応募数だけでなく、質と流れを測ると改善が速くなります。
書類通過率= 書類通過社数 ÷ 応募社数
一次面接通過率= 一次通過社数 ÷ 一次面接社数
内定率= 内定社数 ÷ 応募社数
スカウト返信率= 返信数 ÷ 受信数
カジュアル面談化率= 面談実施数 ÷ 打診数
タイムトゥオファー= 応募から内定までの日数
見直し方の例:書類通過率が低ければ、職務要約の言い換えや実績の数字化、求人票との用語合わせから着手します。

KPI設計の手順(かんたん3ステップ)

課題を一文にする
例:一次面接までの離脱が多い。
行動に分解する
例:応募から初回連絡までの時間、面接のアジェンダ共有、質問への事前回答。
定義を文章にする
分子と分母、対象期間、除外条件、更新頻度、責任者を明記します。

SMARTで目標値を決める

具体的(Specific)
測定可能(Measurable)
達成可能(Achievable)
業務に関連(Relevant)
期限あり(Time-bound)
この五つを満たすと、現場で動かしやすくなります。

ダッシュボード運用のコツ

一画面一目的
判断に必要な数だけ並べます。
更新頻度を決める
日次、週次、月次のどれかに固定。
責任者とアラート
閾値を下回ったら通知、誰が対策するかをセット。
メモ欄
大きく動いた理由を一行メモ。学びが貯まります。

A/BテストとKPI

A/Bテストは施策の効果を比べる方法です。開始前に観測する指標を一つに絞り、期間と母数の目安を決めます。

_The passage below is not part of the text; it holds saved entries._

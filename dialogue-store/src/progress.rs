//! Lightweight progress reporting for the load cycle.
//!
//! The loader emits typed events; the facade forwards them through this
//! trait. Use `NoopProgress` for headless callers and `BarProgress` for a
//! CLI/TTY.

use indicatif::{ProgressBar, ProgressStyle};

/// Minimal progress sink for one load cycle.
pub trait Progress: Send + Sync {
    /// One chunk advanced; `current` of `total` are done.
    fn advance(&self, _current: u64, _total: u64, _msg: &str) {}
    /// Phase message without a position change.
    fn message(&self, _msg: &str) {}
    /// Load cycle finished.
    fn finish(&self, _msg: &str) {}
}

/// No-op sink for headless runs.
#[derive(Default, Clone, Copy)]
pub struct NoopProgress;
impl Progress for NoopProgress {}

/// Indicatif-based chunk download bar.
pub struct BarProgress {
    pb: ProgressBar,
}

impl BarProgress {
    pub fn new() -> Self {
        let pb = ProgressBar::new_spinner();
        pb.set_style(
            ProgressStyle::with_template("{bar:40.cyan/blue} {pos:>3}/{len:3} chunks {msg}")
                .unwrap(),
        );
        Self { pb }
    }
}

impl Default for BarProgress {
    fn default() -> Self {
        Self::new()
    }
}

impl Progress for BarProgress {
    fn advance(&self, current: u64, total: u64, msg: &str) {
        self.pb.set_length(total);
        self.pb.set_position(current);
        self.pb.set_message(msg.to_string());
    }
    fn message(&self, msg: &str) {
        self.pb.set_message(msg.to_string());
    }
    fn finish(&self, msg: &str) {
        self.pb.finish_with_message(msg.to_string());
    }
}
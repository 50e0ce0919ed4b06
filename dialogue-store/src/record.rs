//! Core searchable record types.
//!
//! All wire structs are serde-compatible with the JSON emitted by the asset
//! build (camelCase keys, hyphenated scenario tags).

use serde::{Deserialize, Serialize};

/// Category tag attached to every dialogue record, one query filter
/// dimension. The set is closed: the asset build emits exactly these tags.
#[derive(Debug, Clone, Copy, PartialEq, Eq, Hash, Serialize, Deserialize)]
pub enum ScenarioType {
    #[serde(rename = "main")]
    Main,
    #[serde(rename = "card")]
    Card,
    #[serde(rename = "event")]
    Event,
    #[serde(rename = "love")]
    Love,
    #[serde(rename = "caulis")]
    Caulis,
    #[serde(rename = "campaign")]
    Campaign,
    #[serde(rename = "login-event")]
    LoginEvent,
    #[serde(rename = "ep-spot")]
    EpSpot,
    #[serde(rename = "ep-chara")]
    EpChara,
    #[serde(rename = "ep-card")]
    EpCard,
    #[serde(rename = "ep-special-1st")]
    EpSpecial1st,
    #[serde(rename = "ep-special-2nd")]
    EpSpecial2nd,
}

impl ScenarioType {
    pub fn as_str(&self) -> &'static str {
        match self {
            Self::Main => "main",
            Self::Card => "card",
            Self::Event => "event",
            Self::Love => "love",
            Self::Caulis => "caulis",
            Self::Campaign => "campaign",
            Self::LoginEvent => "login-event",
            Self::EpSpot => "ep-spot",
            Self::EpChara => "ep-chara",
            Self::EpCard => "ep-card",
            Self::EpSpecial1st => "ep-special-1st",
            Self::EpSpecial2nd => "ep-special-2nd",
        }
    }

    /// Parses the hyphenated wire form; `None` for unknown tags.
    pub fn parse(s: &str) -> Option<Self> {
        Some(match s {
            "main" => Self::Main,
            "card" => Self::Card,
            "event" => Self::Event,
            "love" => Self::Love,
            "caulis" => Self::Caulis,
            "campaign" => Self::Campaign,
            "login-event" => Self::LoginEvent,
            "ep-spot" => Self::EpSpot,
            "ep-chara" => Self::EpChara,
            "ep-card" => Self::EpCard,
            "ep-special-1st" => Self::EpSpecial1st,
            "ep-special-2nd" => Self::EpSpecial2nd,
            _ => return None,
        })
    }
}

impl std::fmt::Display for ScenarioType {
    fn fmt(&self, f: &mut std::fmt::Formatter<'_>) -> std::fmt::Result {
        f.write_str(self.as_str())
    }
}

/// One searchable utterance. Immutable once produced; the corpus index owns
/// the assembled collection and never mutates records in place.
#[derive(Debug, Clone, PartialEq, Serialize, Deserialize)]
#[serde(rename_all = "camelCase")]
pub struct DialogueRecord {
    pub scenario_type: ScenarioType,
    /// Composite key such as `"<group>-<episode>"`.
    pub scenario_id: String,
    pub speaker: String,
    /// May contain newlines.
    pub content: String,
    /// Episode title; the asset build always writes it, empty when unknown.
    #[serde(default)]
    pub title: String,
}

#[cfg(test)]
mod tests {
    use super::*;

    #[test]
    fn scenario_type_wire_form_round_trips() {
        for tag in [
            "main",
            "card",
            "event",
            "love",
            "caulis",
            "campaign",
            "login-event",
            "ep-spot",
            "ep-chara",
            "ep-card",
            "ep-special-1st",
            "ep-special-2nd",
        ] {
            let t = ScenarioType::parse(tag).unwrap();
            assert_eq!(t.as_str(), tag);
            let json = serde_json::to_string(&t).unwrap();
            assert_eq!(json, format!("\"{tag}\""));
            let back: ScenarioType = serde_json::from_str(&json).unwrap();
            assert_eq!(back, t);
        }
        assert!(ScenarioType::parse("ep-unknown").is_none());
    }

    #[test]
    fn record_accepts_missing_title() {
        let r: DialogueRecord = serde_json::from_str(
            r#"{"scenarioType":"main","scenarioId":"1-1","speaker":"Oz","content":"..."}"#,
        )
        .unwrap();
        assert_eq!(r.title, "");
        assert_eq!(r.scenario_type, ScenarioType::Main);
    }
}
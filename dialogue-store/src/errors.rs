//! Unified error types for the crate.

use thiserror::Error;

pub type Result<T> = std::result::Result<T, SearchError>;

/// Top-level error for dialogue-store operations.
#[derive(Debug, Error)]
pub enum SearchError {
    /// Manifest fetch failed or the body was not valid manifest JSON.
    #[error("manifest unavailable: {0}")]
    ManifestUnavailable(String),

    /// One chunk download came back with a non-success HTTP status.
    #[error("chunk download failed: {filename} (status {status})")]
    ChunkDownload { filename: String, status: u16 },

    /// Decompression or JSON parsing of a downloaded chunk failed.
    #[error("chunk decode failed: {filename}: {reason}")]
    ChunkDecode { filename: String, reason: String },

    /// Cache metadata claims a chunk index that is not in the store.
    #[error("cache corrupted: missing chunk_{index}")]
    CacheCorrupted { index: u32 },

    /// The local store could not be opened or initialized.
    #[error("store unavailable: {0}")]
    StoreUnavailable(String),

    /// User-supplied content pattern failed to compile as a regex.
    #[error("invalid search pattern: {0}")]
    InvalidPattern(String),

    /// A query arrived before any load cycle completed.
    #[error("corpus is not loaded yet")]
    NotLoaded,

    /// The background loader task is gone (channel closed).
    #[error("loader worker is not running")]
    WorkerGone,

    /// I/O or filesystem errors.
    #[error("io error: {0}")]
    Io(#[from] std::io::Error),

    /// JSON parsing / serialization errors.
    #[error("parse error: {0}")]
    Parse(#[from] serde_json::Error),

    /// HTTP/transport errors from the chunk fetcher.
    #[error("http error: {0}")]
    Http(#[from] reqwest::Error),

    /// Errors from the SQLite chunk cache.
    #[error("sqlite error: {0}")]
    Sqlite(#[from] rusqlite::Error),

    /// Task join error.
    #[error("task join error: {0}")]
    Join(#[from] tokio::task::JoinError),
}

途中で指標を変えないことが信頼できる結論への近道です。

つまずきやすい点と回避策

指標が多すぎる
本当に意思決定に使う三つに絞る。
定義が曖昧
分子・分母・期間・除外を短文で記述。
数字はあるが行動に結びつかない
リーディング指標を一つ追加し、具体的な次の一手に変換。
副作用が出る
ガードレール指標を併置してバランスを取る。

採用・転職文脈のミニ辞典

タイムトゥハイヤー
募集開始から入社決定までの期間。採用スピードの目安。
承諾率
内定承諾 ÷ 内定提示。期待値の合意や条件提示の質が影響します。
オンボーディング
入社から早期に戦力化する立ち上がり期間。完了率をKPIとして持つと定着に効きます。
応募者管理システム(ATS)
候補者情報や面談日程を一元管理するツール。KPIの集計が楽になります。

すぐ使えるテンプレート

KPI名:週次コンバージョン率
定義:成約数 ÷ 訪問数(新規訪問のみ対象)。
期間・頻度:週次。月曜に前週分を更新。
目標値:3.0%
責任者:マーケティングリード
関連する先行行動:重要ページの改善数、A/Bテスト本数
ガードレール:顧客満足、返金率

チェックリスト

分母・分子・期間・対象・除外が文章で定義されているか
更新頻度と責任者が決まっているか
ベースラインと目標値が並んでいるか
先行行動とガードレールが用意されているか
ダッシュボードが一画面で読みやすいか

KPIは、最終ゴールに向かう毎日の進み具合を知らせてくれる実用的な数字です。

KGIやOKRと結びつけ、定義を明確にし、少数精鋭で運用する。小さな学びを積み重ねれば、事業も転職活動も安定して前へ進めます。